“I haven’t experienced the reality in years. I am always on set. My job is to live in other people dreams and build alternative realities where the rest of the world can run to.” 1st director assistant told me during the lunch break.
It is a warm and peaceful spring late afternoon. April, if I were to place it on a timeline. The last day of production from 33 very long days and nights. My first days and nights in a film production. We are all transformed by it. All men wear beards and women lost the color of their hair. We all turned into androgynous creatures.

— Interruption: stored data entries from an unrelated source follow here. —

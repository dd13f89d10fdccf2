// Licensed to the Apache Software Foundation (ASF) under one
// or more contributor license agreements.  See the NOTICE file
// distributed with this work for additional information
// regarding copyright ownership.  The ASF licenses this file
// to you under the Apache License, Version 2.0 (the
// "License"); you may not use this file except in compliance
// with the License.  You may obtain a copy of the License at
//
//   http://www.apache.org/licenses/LICENSE-2.0
//
// Unless required by applicable law or agreed to in writing,
// software distributed under the License is distributed on an
// "AS IS" BASIS, WITHOUT WARRANTIES OR CONDITIONS OF ANY
// KIND, either express or implied.  See the License for the
// specific language governing permissions and limitations
// under the License.

use azuqua_core::{Context, OsEnv};
use azuqua_file_read_tokio::TokioFileRead;
use azuqua_http_send_reqwest::ReqwestHttpSend;

/// Create a context with the commonly used components:
///
/// - [`TokioFileRead`] to read account config files
/// - [`ReqwestHttpSend`] with a default `reqwest::Client`
/// - [`OsEnv`] to read credentials from env
pub fn default_context() -> Context {
    Context::new()
        .with_file_read(TokioFileRead)
        .with_http_send(ReqwestHttpSend::default())
        .with_env(OsEnv)
}
// Licensed to the Apache Software Foundation (ASF) under one
// or more contributor license agreements.  See the NOTICE file
// distributed with this work for additional information
// regarding copyright ownership.  The ASF licenses this file
// to you under the Apache License, Version 2.0 (the
// "License"); you may not use this file except in compliance
// with the License.  You may obtain a copy of the License at
//
//   http://www.apache.org/licenses/LICENSE-2.0
//
// Unless required by applicable law or agreed to in writing,
// software distributed under the License is distributed on an
// "AS IS" BASIS, WITHOUT WARRANTIES OR CONDITIONS OF ANY
// KIND, either express or implied.  See the License for the
// specific language governing permissions and limitations
// under the License.


//! Utility functions and types.

use std::fmt::Debug;

/// Redacts a string by replacing all but the first and last three characters with asterisks.
///
/// - If the input string has fewer than 12 characters, it should be entirely redacted.
/// - If the input string has 12 or more characters, only the first three and the last three.
///
/// This design is to allow users to distinguish between different redacted strings but avoid
/// leaking sensitive information.
pub struct Redact<'a>(&'a str);

impl<'a> From<&'a str> for Redact<'a> {
    fn from(value: &'a str) -> Self {
        Redact(value)
    }
}

impl<'a> From<&'a String> for Redact<'a> {
    fn from(value: &'a String) -> Self {
        Redact(value.as_str())
    }
}

impl<'a> From<&'a Option<String>> for Redact<'a> {
    fn from(value: &'a Option<String>) -> Self {
        match value {
            None => Redact(""),
            Some(v) => Redact(v),
        }
    }
}

impl<'a> Debug for Redact<'a> {
    fn fmt(&self, f: &mut std::fmt::Formatter<'_>) -> std::fmt::Result {
        let length = self.0.len();
        if length == 0 {
            f.write_str("EMPTY")
        } else if length < 12 {
            f.write_str("***")
        } else {
            f.write_str(&self.0[..3])?;
            f.write_str("***")?;
            f.write_str(&self.0[length - 3..])
        }
    }
}
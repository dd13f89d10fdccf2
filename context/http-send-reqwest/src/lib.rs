// Licensed to the Apache Software Foundation (ASF) under one
// or more contributor license agreements.  See the NOTICE file
// distributed with this work for additional information
// regarding copyright ownership.  The ASF licenses this file
// to you under the Apache License, Version 2.0 (the
// "License"); you may not use this file except in compliance
// with the License.  You may obtain a copy of the License at
//
//   http://www.apache.org/licenses/LICENSE-2.0
//
// Unless required by applicable law or agreed to in writing,
// software distributed under the License is distributed on an
// "AS IS" BASIS, WITHOUT WARRANTIES OR CONDITIONS OF ANY
// KIND, either express or implied.  See the License for the
// specific language governing permissions and limitations
// under the License.

//! Reqwest-based http sending implementation for azuqua.
//!
//! `ReqwestHttpSend` performs exactly one request per call and collects the
//! whole response body before returning. TLS or plaintext is picked from the
//! request uri scheme. Connection pooling is whatever the wrapped
//! `reqwest::Client` provides.
//!
//! ## Example
//!
//! ```no_run
//! use azuqua_core::Context;
//! use azuqua_http_send_reqwest::ReqwestHttpSend;
//! use std::time::Duration;
//!
//! # fn main() -> anyhow::Result<()> {
//! let client = reqwest::Client::builder()
//!     .user_agent("azuqua-rs/0.1")
//!     .timeout(Duration::from_secs(30))
//!     .build()?;
//!
//! let ctx = Context::new().with_http_send(ReqwestHttpSend::new(client));
//! # Ok(())
//! # }
//! ```

use std::error::Error as _;
use std::io;

use async_trait::async_trait;
use azuqua_core::{Error, HttpSend, Result};
use bytes::Bytes;
use http_body_util::BodyExt;
use log::debug;
use reqwest::{Client, Request};

/// Reqwest-based implementation of the `HttpSend` trait.
#[derive(Debug, Default, Clone)]
pub struct ReqwestHttpSend {
    client: Client,
}

impl ReqwestHttpSend {
    /// Create a new ReqwestHttpSend with a reqwest::Client.
    pub fn new(client: Client) -> Self {
        Self { client }
    }
}

#[async_trait]
impl HttpSend for ReqwestHttpSend {
    async fn http_send(&self, req: http::Request<Bytes>) -> Result<http::Response<Bytes>> {
        let req = Request::try_from(req)
            .map_err(|e| Error::request_invalid("failed to build request").with_source(e))?;
        debug!("sending {} {}", req.method(), req.url());

        let resp: http::Response<_> = self.client.execute(req).await.map_err(network_error)?.into();

        let (parts, body) = resp.into_parts();
        let bs = BodyExt::collect(body)
            .await
            .map(|buf| buf.to_bytes())
            .map_err(network_error)?;
        Ok(http::Response::from_parts(parts, bs))
    }
}

/// Map a reqwest failure into a network error carrying the best code we can find.
fn network_error(err: reqwest::Error) -> Error {
    let code = error_code(&err);
    Error::network(format!("failed to reach requested resource ({code})"))
        .with_code(code)
        .with_source(err)
}

fn error_code(err: &reqwest::Error) -> &'static str {
    // Prefer the os level error if there is one.
    let mut source = err.source();
    while let Some(e) = source {
        if let Some(io_err) = e.downcast_ref::<io::Error>() {
            match io_err.kind() {
                io::ErrorKind::ConnectionRefused => return "ECONNREFUSED",
                io::ErrorKind::ConnectionReset => return "ECONNRESET",
                io::ErrorKind::ConnectionAborted => return "ECONNABORTED",
                io::ErrorKind::TimedOut => return "ETIMEDOUT",
                io::ErrorKind::NotConnected => return "ENOTCONN",
                io::ErrorKind::AddrNotAvailable => return "EADDRNOTAVAIL",
                _ => {}
            }
        }
        source = e.source();
    }

    if err.is_timeout() {
        "ETIMEDOUT"
    } else if err.is_connect() {
        "ECONNECT"
    } else if err.is_body() || err.is_decode() {
        "EBODY"
    } else {
        "EREQUEST"
    }
}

The adrenaline is so high that hormones fly free in the air clashing by each other, as if an invisible Cupid turned off people’s minds and left them at the hand of their basic instincts. Sparks of unexpected passions light up dark corners. People who never noticed each other by now, suddenly see each other in a different light. The loved wives, husbands and children are far away in distant places. They miss each other, of course. Still, they are in a different reality while we are here and now. We’ll probably never meet each other again. The temptation of crossing a few lines feels natural, even necessary and vital at times.
In such moments and places nothing seems totally wrong.
For some reason people come to me at times and start speaking out their most intimate thoughts.
Another one told me on a different set “I can wander with you for an eternity. You make me feel as if I am alone with myself. And if there is something I truly love, that’s being alone with myself.”
When I heard that, I felt like a shadow. I haven’t said or done anything in particular about that person. I haven’t offered special attention or something like that. I understood the compliment, but it didn’t matter.
When you hear that once, you might take it personally and think you are special for that someone, even in love or a target for love. It inflames the pride and this one always shadows the truth. Still, what should you do when you hear it ten times a year from ten different strangers, some even living in a totally opposite corner of your world?
Nothing. I do nothing. I just listen and watch them passing by. Sometimes I also wonder.
The 1st finished his sandwich.
I haven’t said a word. I just stayed there eating my own, smoking and drinking catering coffee like all the hundred and fifty people around.
“How much do you smoke?” he asked before leaving.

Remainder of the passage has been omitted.